Background Maternal allergy is a strong risk factor for developing asthma and airway hyperresponsiveness (AHR). ADAM33 has been identified as an asthma susceptibility gene and is associated with AHR and impaired lung function in early life. Our aim was to investigate the effects of maternal murine allergic airway inflammation on the lungs of offspring before and after birth. We hypothesised that the effects of maternal allergy will be modified in Adam33 knock out (KO) compared to wild-type (WT) offspring. Methods Allergic airway inflammation in pregnant heterozygous (Adam33±) mice was induced by exposure to house dust mite (HDM) through intranasal challenges during pregnancy. Control mice were challenged with saline. WT (Adam33+/+) and KO (Adam33-/-) offspring from the same litters were studied on embryonic day (ED)17.5 and 2 or 4 weeks post partum (pp). Lung function was measured in response to increasing doses of methacholine and bronchoalveolar lavage fluid (BALF) was collected for differential cell counts.
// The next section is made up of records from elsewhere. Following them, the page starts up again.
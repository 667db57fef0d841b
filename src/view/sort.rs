// ============================================================================
// src/view/sort.rs - Ordering of the visible movie list
// ============================================================================
//
// All orderings are applied with a stable sort, so movies that compare equal
// keep the relative order they had in the fetched collection.
//
// ============================================================================

use crate::core::Movie;
use std::cmp::Ordering;
use std::fmt;
use std::str::FromStr;
use unicode_normalization::UnicodeNormalization;
use unicode_normalization::char::is_combining_mark;

/// Sort order selectable in the filter bar
#[derive(Debug, Clone, Copy, PartialEq, Eq, Default)]
pub enum SortKey {
    /// Highest id first
    #[default]
    Newest,
    /// Title ascending, locale-style
    Title,
    /// Highest rating first, unrated last
    Rating,
}

impl SortKey {
    pub const ALL: [SortKey; 3] = [SortKey::Newest, SortKey::Title, SortKey::Rating];

    pub fn as_str(&self) -> &'static str {
        match self {
            SortKey::Newest => "newest",
            SortKey::Title => "title",
            SortKey::Rating => "rating",
        }
    }

    /// Next key in selector order, wrapping around
    pub fn next(self) -> Self {
        match self {
            SortKey::Newest => SortKey::Title,
            SortKey::Title => SortKey::Rating,
            SortKey::Rating => SortKey::Newest,
        }
    }

    pub fn compare(&self, a: &Movie, b: &Movie) -> Ordering {
        match self {
            SortKey::Newest => b.id.cmp(&a.id),
            SortKey::Title => locale_cmp(&a.title, &b.title),
            SortKey::Rating => compare_ratings_desc(a.rating, b.rating),
        }
    }
}

impl fmt::Display for SortKey {
    fn fmt(&self, f: &mut fmt::Formatter<'_>) -> fmt::Result {
        f.write_str(self.as_str())
    }
}

impl FromStr for SortKey {
    type Err = String;

    fn from_str(s: &str) -> Result<Self, Self::Err> {
        match s.to_ascii_lowercase().as_str() {
            "newest" => Ok(SortKey::Newest),
            "title" => Ok(SortKey::Title),
            "rating" => Ok(SortKey::Rating),
            other => Err(format!(
                "unknown sort key '{}', expected one of: newest, title, rating",
                other
            )),
        }
    }
}

/// Descending by rating; a missing rating ranks below every rated movie
fn compare_ratings_desc(a: Option<f64>, b: Option<f64>) -> Ordering {
    match (a, b) {
        (None, None) => Ordering::Equal,
        (None, Some(_)) => Ordering::Greater,
        (Some(_), None) => Ordering::Less,
        (Some(a), Some(b)) => b.total_cmp(&a),
    }
}

/// Locale-style string comparison
///
/// Three levels, each consulted only when the previous one ties:
/// letters ignoring case and accents, then accents ("resume" < "résumé"),
/// then case, lowercase before uppercase at the first differing position
/// ("ant" < "Ant" < "Zeta").
pub fn locale_cmp(a: &str, b: &str) -> Ordering {
    let a = CollationKey::new(a);
    let b = CollationKey::new(b);

    a.base()
        .cmp(b.base())
        .then_with(|| a.accents.cmp(&b.accents))
        .then_with(|| case_cmp(&a.letters, &b.letters))
}

/// A string split into base letters and the combining marks on each
struct CollationKey {
    /// Base characters after canonical decomposition, case preserved
    letters: Vec<char>,
    /// Combining marks that followed each base character
    accents: Vec<String>,
}

impl CollationKey {
    fn new(s: &str) -> Self {
        let mut letters = Vec::new();
        let mut accents: Vec<String> = Vec::new();

        for c in s.nfd() {
            if is_combining_mark(c) {
                if let Some(marks) = accents.last_mut() {
                    marks.push(c);
                }
                continue;
            }
            letters.push(c);
            accents.push(String::new());
        }

        Self { letters, accents }
    }

    fn base(&self) -> impl Iterator<Item = char> + '_ {
        self.letters.iter().flat_map(|c| c.to_lowercase())
    }
}

fn case_cmp(a: &[char], b: &[char]) -> Ordering {
    for (x, y) in a.iter().zip(b) {
        if x == y {
            continue;
        }
        return match (x.is_lowercase(), y.is_lowercase()) {
            (true, false) => Ordering::Less,
            (false, true) => Ordering::Greater,
            _ => x.cmp(y),
        };
    }
    a.len().cmp(&b.len())
}

/// Stable sort of borrowed movies by `key`
pub fn sort_movies(movies: &mut [&Movie], key: SortKey) {
    movies.sort_by(|a, b| key.compare(a, b));
}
Lung tissue was obtained for RTqPCR, Western blot and immunohistochemistry. Results At 4 weeks pp, WT offspring of HDM challenged mothers showed significantly enhanced AHR compared to WT offspring of control mothers. KO of Adam33 protected against AHR in the offspring of allergic mothers. Adam33 mRNA expression was significantly enhanced in WT lungs of HDM challenged mothers at ED17.5, but unchanged pp. Differential cell counts in the BALF and mRNA expression of inflammatory mediators indicated an absence of allergic airway inflammation in all of the offspring. Remodelling genes were not affected at any time point studied. In contrast, Cholinergic Receptor Muscarinic 1 (Chrm1) mRNA was increased at 4 weeks in all offspring of HDM challenged mothers. Conclusions This study identifies an in utero gene-environment interaction involving Adam33. This interaction has implications for the subsequent development of AHR in early life. Further studies are needed to elucidate the precise mechanism(s) whereby ADAM33 mediates its effects. Our data suggest modulation of the contractility of the airways, possibly involving muscarinic receptors.